Directions: Type out the data below in its entirety, exactly as given.
----- Provided entries
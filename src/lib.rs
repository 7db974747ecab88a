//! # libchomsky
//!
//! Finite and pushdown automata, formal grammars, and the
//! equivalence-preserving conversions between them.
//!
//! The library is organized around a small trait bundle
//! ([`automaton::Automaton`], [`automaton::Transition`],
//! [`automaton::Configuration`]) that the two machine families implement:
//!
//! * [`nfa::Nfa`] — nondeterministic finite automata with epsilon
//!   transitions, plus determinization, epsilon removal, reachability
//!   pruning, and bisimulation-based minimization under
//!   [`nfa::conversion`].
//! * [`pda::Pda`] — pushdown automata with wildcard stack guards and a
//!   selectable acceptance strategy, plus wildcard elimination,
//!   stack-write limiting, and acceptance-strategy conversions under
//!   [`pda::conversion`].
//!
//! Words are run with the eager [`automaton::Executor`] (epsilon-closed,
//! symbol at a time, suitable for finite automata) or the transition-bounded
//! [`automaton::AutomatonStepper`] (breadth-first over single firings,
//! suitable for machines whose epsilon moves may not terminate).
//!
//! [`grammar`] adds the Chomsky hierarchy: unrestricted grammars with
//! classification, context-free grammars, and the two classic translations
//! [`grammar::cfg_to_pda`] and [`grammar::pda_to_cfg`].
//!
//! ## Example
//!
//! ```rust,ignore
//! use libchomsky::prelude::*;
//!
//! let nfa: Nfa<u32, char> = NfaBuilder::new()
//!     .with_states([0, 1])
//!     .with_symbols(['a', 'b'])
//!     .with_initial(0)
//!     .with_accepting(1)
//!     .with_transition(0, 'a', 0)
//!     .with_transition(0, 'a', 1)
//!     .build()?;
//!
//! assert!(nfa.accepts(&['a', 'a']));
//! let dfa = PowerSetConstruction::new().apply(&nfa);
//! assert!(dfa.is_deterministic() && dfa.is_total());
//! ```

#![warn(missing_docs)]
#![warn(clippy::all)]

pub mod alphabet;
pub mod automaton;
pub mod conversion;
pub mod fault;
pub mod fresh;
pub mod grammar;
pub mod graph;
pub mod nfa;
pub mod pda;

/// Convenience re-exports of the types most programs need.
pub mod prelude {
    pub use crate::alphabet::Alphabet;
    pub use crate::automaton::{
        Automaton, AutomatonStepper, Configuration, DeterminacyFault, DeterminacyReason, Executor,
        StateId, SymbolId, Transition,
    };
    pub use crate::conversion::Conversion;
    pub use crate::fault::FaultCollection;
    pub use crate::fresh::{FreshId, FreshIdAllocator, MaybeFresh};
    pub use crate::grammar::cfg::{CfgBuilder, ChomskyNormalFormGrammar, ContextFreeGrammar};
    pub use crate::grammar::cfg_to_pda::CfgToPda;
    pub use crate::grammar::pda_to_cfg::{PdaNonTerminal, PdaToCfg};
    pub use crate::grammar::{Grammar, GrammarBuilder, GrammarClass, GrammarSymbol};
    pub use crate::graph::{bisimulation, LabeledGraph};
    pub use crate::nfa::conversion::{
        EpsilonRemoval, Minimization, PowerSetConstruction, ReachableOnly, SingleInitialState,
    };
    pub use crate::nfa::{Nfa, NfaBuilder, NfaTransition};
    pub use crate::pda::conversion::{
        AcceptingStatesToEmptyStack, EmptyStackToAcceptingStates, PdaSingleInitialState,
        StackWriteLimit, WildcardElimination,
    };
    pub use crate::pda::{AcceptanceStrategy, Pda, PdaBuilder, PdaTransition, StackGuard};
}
----------
Exercise solution:
filename src/lib.rs
repository 7db974747ecab88a
//! # libchomsky
//!
//! Finite and pushdown automata, formal grammars, and the
//! equivalence-preserving conversions between them.
//!
//! The library is organized around a small trait bundle
//! ([`automaton::Automaton`], [`automaton::Transition`],
//! [`automaton::Configuration`]) that the two machine families implement:
//!
//! * [`nfa::Nfa`] — nondeterministic finite automata with epsilon
//!   transitions, plus determinization, epsilon removal, reachability
//!   pruning, and bisimulation-based minimization under
//!   [`nfa::conversion`].
//! * [`pda::Pda`] — pushdown automata with wildcard stack guards and a
//!   selectable acceptance strategy, plus wildcard elimination,
//!   stack-write limiting, and acceptance-strategy conversions under
//!   [`pda::conversion`].
//!
//! Words are run with the eager [`automaton::Executor`] (epsilon-closed,
//! symbol at a time, suitable for finite automata) or the transition-bounded
//! [`automaton::AutomatonStepper`] (breadth-first over single firings,
//! suitable for machines whose epsilon moves may not terminate).
//!
//! [`grammar`] adds the Chomsky hierarchy: unrestricted grammars with
//! classification, context-free grammars, and the two classic translations
//! [`grammar::cfg_to_pda`] and [`grammar::pda_to_cfg`].
//!
//! ## Example
//!
//! ```rust,ignore
//! use libchomsky::prelude::*;
//!
//! let nfa: Nfa<u32, char> = NfaBuilder::new()
//!     .with_states([0, 1])
//!     .with_symbols(['a', 'b'])
//!     .with_initial(0)
//!     .with_accepting(1)
//!     .with_transition(0, 'a', 0)
//!     .with_transition(0, 'a', 1)
//!     .build()?;
//!
//! assert!(nfa.accepts(&['a', 'a']));
//! let dfa = PowerSetConstruction::new().apply(&nfa);
//! assert!(dfa.is_deterministic() && dfa.is_total());
//! ```

#![warn(missing_docs)]
#![warn(clippy::all)]

pub mod alphabet;
pub mod automaton;
pub mod conversion;
pub mod fault;
pub mod fresh;
pub mod grammar;
pub mod graph;
pub mod nfa;
pub mod pda;

/// Convenience re-exports of the types most programs need.
pub mod prelude {
    pub use crate::alphabet::Alphabet;
    pub use crate::automaton::{
        Automaton, AutomatonStepper, Configuration, DeterminacyFault, DeterminacyReason, Executor,
        StateId, SymbolId, Transition,
    };
    pub use crate::conversion::Conversion;
    pub use crate::fault::FaultCollection;
    pub use crate::fresh::{FreshId, FreshIdAllocator, MaybeFresh};
    pub use crate::grammar::cfg::{CfgBuilder, ChomskyNormalFormGrammar, ContextFreeGrammar};
    pub use crate::grammar::cfg_to_pda::CfgToPda;
    pub use crate::grammar::pda_to_cfg::{PdaNonTerminal, PdaToCfg};
    pub use crate::grammar::{Grammar, GrammarBuilder, GrammarClass, GrammarSymbol};
    pub use crate::graph::{bisimulation, LabeledGraph};
    pub use crate::nfa::conversion::{
        EpsilonRemoval, Minimization, PowerSetConstruction, ReachableOnly, SingleInitialState,
    };
    pub use crate::nfa::{Nfa, NfaBuilder, NfaTransition};
    pub use crate::pda::conversion::{
        AcceptingStatesToEmptyStack, EmptyStackToAcceptingStates, PdaSingleInitialState,
        StackWriteLimit, WildcardElimination,
    };
    pub use crate::pda::{AcceptanceStrategy, Pda, PdaBuilder, PdaTransition, StackGuard};
}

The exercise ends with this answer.